Como se dijo, la historia de Fin de semana es pequeña y podría describirse así: Carla, una madre separada, llega a una ciudad cordobesa en las sierras para ver a su joven hija, cuyo padre –y ex marido de ella– ha muerto recientemente. Martina, la hija, vive con la nueva mujer de su padre y mantiene con Diego, el hijo de esta mujer, bastante mayor que ella, una relación sentimental carente de cualquier afecto y algo violenta.

El encuentro entre madre e hija, con solemne abrazo al principio, va tornándose urticante, casi un campo minado por puteadas y un encono por momentos infranqueable. Disparado, aunque se adivina que ya algo subyacía, porque Carla detecta moretones en el cuerpo de su hija y es testigo de asomos de violencia en la relación que mantiene con Diego; y, como si esto fuera poco, porque su hija admite en una conversa despojada pero inédita y difícil entre ambas que le gusta el sexo “duro”.

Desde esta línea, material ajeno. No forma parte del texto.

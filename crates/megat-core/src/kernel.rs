// ─────────────────────────────────────────────────────────────────────
// Megat Simulation — Kernel Lifecycle
// Mirrors: DDG4 Geant4Kernel + Geant4Exec (event loop)
// ─────────────────────────────────────────────────────────────────────
//! Central registry and lifecycle state machine.
//!
//! ```text
//! Unconfigured ──configure──▶ Configured ──initialize──▶ Initialized
//!                                                          │
//!                                              run ◀───────┤
//!                                               │          │
//!                                            Running ──terminate──▶ Terminated
//! ```
//!
//! Everything registered with the kernel is owned by it. `terminate`
//! releases the physics list, the action sequences, and finally the
//! detector description, in that order.

use std::collections::BTreeMap;
use std::path::Path;
use std::sync::Arc;

use megat_physics::{PhysicsAssembler, PhysicsList, RandomEngine, RandomStatus};
use megat_types::{KernelState, Mask, SimError, SimResult};

use crate::action::{
    Action, ActionContext, ActionInfo, AnyAction, EventAction, Filter, GeneratorAction, Phase,
    RunAction,
};
use crate::chain::GeneratorChain;
use crate::detector::{DetectorDescription, GeometryLoader};
use crate::event::{Diagnostic, Hit, RunSummary, SimEvent};
use crate::filter::{SensitiveKind, SensitiveSequence};
use crate::registry::ActionFactory;
use crate::sequence::{ActionSequence, OwnershipRegistry, SequenceInfo};
use crate::transport::{EnergyDeposit, PassThroughTransport, TrackingEngine};
use crate::ui::{CommandQueue, StopHandle, UiCommand, UiExecutor};

/// How `Kernel::run` obtains its work.
#[derive(Debug, Clone, PartialEq, Eq)]
pub enum RunMode {
    /// One run of a fixed number of events.
    Batch(u64),
    /// A fixed command list; forwarded commands go to the UI executor.
    Commands(Vec<String>),
    /// Commands pulled from the UI executor until it is exhausted.
    Session,
}

/// Owner of every sequence, the random engine and the geometry.
///
/// The kernel moves forward through `Unconfigured -> Configured ->
/// Initialized -> Running -> Terminated`. Actions may only be adopted
/// before `configure()` and physics is frozen by `initialize()`. Each
/// event runs the generator chain first, then `begin_event` of the
/// Event phase, transport, hit collection, post-processing and finally
/// `end_event`.
///
/// ```no_run
/// use std::path::Path;
///
/// use megat_core::{CompactFileLoader, Kernel, RunMode};
///
/// let mut kernel = Kernel::new();
/// kernel.load_geometry(&CompactFileLoader, Path::new("compact/Megat.xml"))?;
/// kernel.seed(987_654_321)?;
/// kernel.setup_physics("QGSP_BERT")?;
/// kernel.configure()?;
/// kernel.initialize()?;
/// let summary = kernel.run(RunMode::Batch(10))?;
/// kernel.terminate()?;
/// println!("{} events", summary.events_processed);
/// # Ok::<(), megat_types::SimError>(())
/// ```
pub struct Kernel {
    state: KernelState,
    random: RandomEngine,
    detector: Option<Arc<DetectorDescription>>,
    physics: PhysicsAssembler,
    physics_list: Option<PhysicsList>,
    registry: OwnershipRegistry,
    factory: ActionFactory,
    run_actions: ActionSequence<dyn RunAction>,
    event_actions: ActionSequence<dyn EventAction>,
    generator: GeneratorChain,
    sensitive: Vec<SensitiveSequence>,
    globals: BTreeMap<String, ActionInfo>,
    transport: Box<dyn TrackingEngine>,
    ui: Option<Box<dyn UiExecutor>>,
    stop: StopHandle,
    run_number: u32,
    next_event: u64,
}

impl Default for Kernel {
    fn default() -> Self {
        Self::new()
    }
}

fn context<'a>(
    run: u32,
    event: Option<u64>,
    rng: &'a mut RandomEngine,
    detector: &'a DetectorDescription,
    physics: &'a PhysicsList,
) -> ActionContext<'a> {
    ActionContext {
        run,
        event,
        mask: Mask::default(),
        rng,
        detector,
        physics,
    }
}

Carla intentará entonces que esa relación termine, aunque no sepa bien cómo hacerlo y sólo se deje llevar por acciones espontáneas. Mucho tiene que ver para lo crucial de estos pasajes el paulatino ensanchamiento de la pantalla, la forma que adopta el cuadro, para que se detecten la opresión y la distensión de esa relación. Como cuando Carla, luego de una brusca discusión con Martina, va a tomar una copa a un boliche del lugar y termina encontrando un amigo de antaño, alguien a quien probablemente conocía cuando vivía allí con su marido. Entregada a la liberación de sus tensiones, Carla vive una experiencia sensual y sexual intensa junto al amigo y otra mujer, que acabará con ella casi desnuda y borracha bañándose en el lago que está junto a la casa y a cuyo rescate va Martina, que la arropa y la acompaña luego al baño cuando sus ganas de vomitar son irresistibles. A partir de aquí se producirá un vuelco en la relación de estas mujeres y lo espinoso del asunto comienza a limarse.

Sin pretensiones, conciso y directo, lo que incluye las logradas escenas de sexo explícito, y con acertado tino para observar esa revelación de un mundo mencionada, Fin de semana es un atendible desembarco de Moroco Colman en el cine. Contribuyen a ello las sólidas actuaciones de María Ucedo y Sofía Lanaro en los roles de madre e hija, respectivamente, y una fotografía que se sirve de esos cambios de formato para precisar las distancias necesarias en esa paleta de arrebatos pasionales que ocurren en ese “fin de semana”.